Introduction
This blog post started with the goal of writing a powershell script that would allow you to find non EN-US characters living on your system, along with obfuscated command characters. This is the reverse of my last blog post.
There's some weird quirks with powershell and unicode, which I'll document below.
Before I go any further, the code is built on the work by @sysadm2010
His article is a wealth of knowledge for powershell and unicode, I can't suggest reading it it enough.
TLDR: Powershell is weird, but can help!
All of the scripts for article was written and tested on Windows 10 Pro Build 1607.
The following character code points cause unexpected behavior
- U0130 This code point appears in every Windows filename/username/service as tested
- UFFFC This code point is converted to a basic space
However, it can help find some obfuscation
Setup
I used the following character strings for testing:
Finding Unicode Files
As mentioned I'm relying on @sysadm2010's work. As such the code snippits you see are from him, I'm just using it to show how you can find obfuscated files/users/services.
Also this blog post assumes you recall from my last blog post "Pop" U202C can be used to make impossible to visually distinguish files/users/services/etc
First, lets look for all files.
get-childitem C:\vgrsec -recurse |
Where {$_.Name -Match "[\u0000-\uFFFF]"} |
select @{label="File Name";Expression={$_.BaseName};},
Directory, @{label="Date Created(UTC)";Expression={$_.CreationTimeutc}},
@{label="Date Modified(UTC)";Expression={$_.LastWriteTimeutc}},
@{Label="File Size(KB)";Expression={$_.length / 1kb -as [int32]}} | Format-Table
Seems sane. So lets tighten it up, and find all files outside of EN-US. According to Microsoft EN-US (Basic Latin) starts at 0000 ends at 007F.

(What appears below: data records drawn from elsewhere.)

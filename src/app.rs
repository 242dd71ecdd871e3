//! Top-level application orchestration.
//!
//! `src/main.rs` is intentionally tiny; this module is the "real main" that:
//! - parses CLI arguments
//! - loads (or downloads) the model table
//! - drives the reconstruction batch
//! - prints reports
//! - writes exports

use clap::Parser;

use crate::cli::{AgesArgs, Command, ComputeArgs, FetchArgs, PlatesArgs};
use crate::data::{EulerPoleTable, ModelClient};
use crate::error::{AppError, ErrorKind};

pub mod pipeline;

/// Entry point for the `paleolat` binary.
pub fn run() -> Result<(), AppError> {
    // We want `paleolat -t table.csv` to behave like `paleolat compute ...`.
    //
    // Clap requires a subcommand name, so we do a small, explicit rewrite of
    // the argv list before parsing. This preserves a clean clap structure
    // while retaining the short invocation.
    let argv = rewrite_args(std::env::args().collect());
    let cli = crate::cli::Cli::parse_from(argv);

    match cli.command {
        Command::Compute(args) => handle_compute(args),
        Command::Ages(args) => handle_ages(args),
        Command::Plates(args) => handle_plates(args),
        Command::Fetch(args) => handle_fetch(args),
    }
}

fn handle_compute(args: ComputeArgs) -> Result<(), AppError> {
    let config = pipeline::batch_config_from_args(&args);
    let run = pipeline::run_batch(&config)?;

    match &args.output {
        Some(path) => {
            crate::io::export::write_results(path, &run.output.results)?;
            if !args.quiet {
                println!(
                    "{}",
                    crate::report::format_run_summary(&run.table, &run.output, &config.options)
                );
                println!("Results written to {}", path.display());
            }
        }
        None => {
            // Keep stdout machine-readable when no output file was given.
            let mut stdout = std::io::stdout().lock();
            crate::io::export::write_results_to(&mut stdout, &run.output.results)?;
        }
    }

    if let Some(path) = &args.json {
        crate::io::export::write_results_json(path, &run.output)?;
    }

    Ok(())
}

fn handle_ages(args: AgesArgs) -> Result<(), AppError> {
    if args.min_age > args.max_age {
        return Err(AppError::new(
            ErrorKind::Load,
            format!("Invalid age window: min {} > max {}.", args.min_age, args.max_age),
        ));
    }

    let table = EulerPoleTable::load_file(&args.table)?;
    let ages = table.relevant_ages(args.plate, args.min_age, args.max_age);
    print!(
        "{}",
        crate::report::format_relevant_ages(args.plate, args.min_age, args.max_age, &ages)
    );
    Ok(())
}

fn handle_plates(args: PlatesArgs) -> Result<(), AppError> {
    let table = EulerPoleTable::load_file(&args.table)?;
    print!("{}", crate::report::format_plate_listing(&table));
    Ok(())
}

fn handle_fetch(args: FetchArgs) -> Result<(), AppError> {
    let client = match args.url {
        Some(url) => ModelClient::new(url),
        None => ModelClient::from_env()?,
    };

    client.fetch_model_to(&args.output)?;
    println!("Model table from {} written to {}", client.url(), args.output.display());
    Ok(())
}

/// Rewrite argv so `paleolat` defaults to `paleolat compute`.
///
/// Rules:
/// - `paleolat -t x.csv ...`       -> `paleolat compute -t x.csv ...`
/// - `paleolat --help/--version`   -> unchanged (show top-level help/version)
/// - `paleolat <subcommand> ...`   -> unchanged
fn rewrite_args(mut argv: Vec<String>) -> Vec<String> {
    let Some(arg1) = argv.get(1).cloned() else {
        // Bare `paleolat` falls through to clap's missing-subcommand help.
        return argv;
    };

    let is_top_level_help_or_version =
        matches!(arg1.as_str(), "-h" | "--help" | "-V" | "--version" | "help");
    if is_top_level_help_or_version {
        return argv;
    }

    let is_subcommand = matches!(arg1.as_str(), "compute" | "ages" | "plates" | "fetch");
    if is_subcommand {
        return argv;
    }

    // If the first token is a flag, treat it as "compute flags".
    if arg1.starts_with('-') {
        argv.insert(1, "compute".to_string());
        return argv;
    }

    // Otherwise, leave as-is.
    argv
}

So, with this info, lets look for all characters higher than 007F.
Where {$_.Name -Match "[\u007F-\uFFFF]"} |
WTF Why is unicode there (highlighted, the other unicode is "Pop" Unicode)
After some digging this is where U0130 gets its time to shine. As you can see below, we get results as expected
Where {$_.Name -Match "[\u007F-\u012F]"} |
Hold my beer, this is where things get weird.
Where {$_.Name -Match "[\u007F-\u0130]"} |
Where {$_.Name -Match "[\u0130-\u0130]"} |
Where {$_.Name -Match "[\u0131-\uFFFF]"} |
Ok this makes sense
UFEFC
+nicode is higher than u0131, the rest are lower
Also, now "Pop" has nowhere to hide. That is the lookalike unicode
Where {$_.Name -Match "[\u0020-\u0020]"} |
Ok, so here's a thing to learn, copying U+FFFC into clipboard and pasting it into explorer converts it to a space.
However, I have no idea why u0130 ends up existing in every file in the Windows file system. If you know why, I'd love to learn
Finding Unicode Users
Rather than bore everyone with a ton of screenshots pretty much the same principals as before are true for finding files.
U0130 is in every user name, and I can't explain why. So, here's a single screenshot showing "Pop" as a user
Get-WmiObject -Class Win32_UserAccount -Filter "LocalAccount='True'" |
Where {$_.Name -Match "[\u0131-\uFFFF]"}
Finding Unicode Services
Service hunting!
U0130
is ALSO in every service name. shakes head
So, here's a single screenshot showing "Pop" as a service
Get-Service |
Where {$_.Name -Match "[\u0131-\uFFFF]"}
Conclusions
I'm not a powershell ninja by any stretch of the imagination, but this should provide some insight into using powershell to crawl your systems for out of place characters. I have no doubt that COM/DCOM objects would work similar, but I don't have working code to demonstrate that.
Furthermore, if I get some time, I'll whip up a script that captures everything not in EN-US, while excluding U0130... or maybe someone better at powershell than I am will do it, at which point, I'll update this post linking to their work
Idealy, a powershell script would detect the local language, then scan for all 'out of local script' characters. Not entirely sure how I'd do that.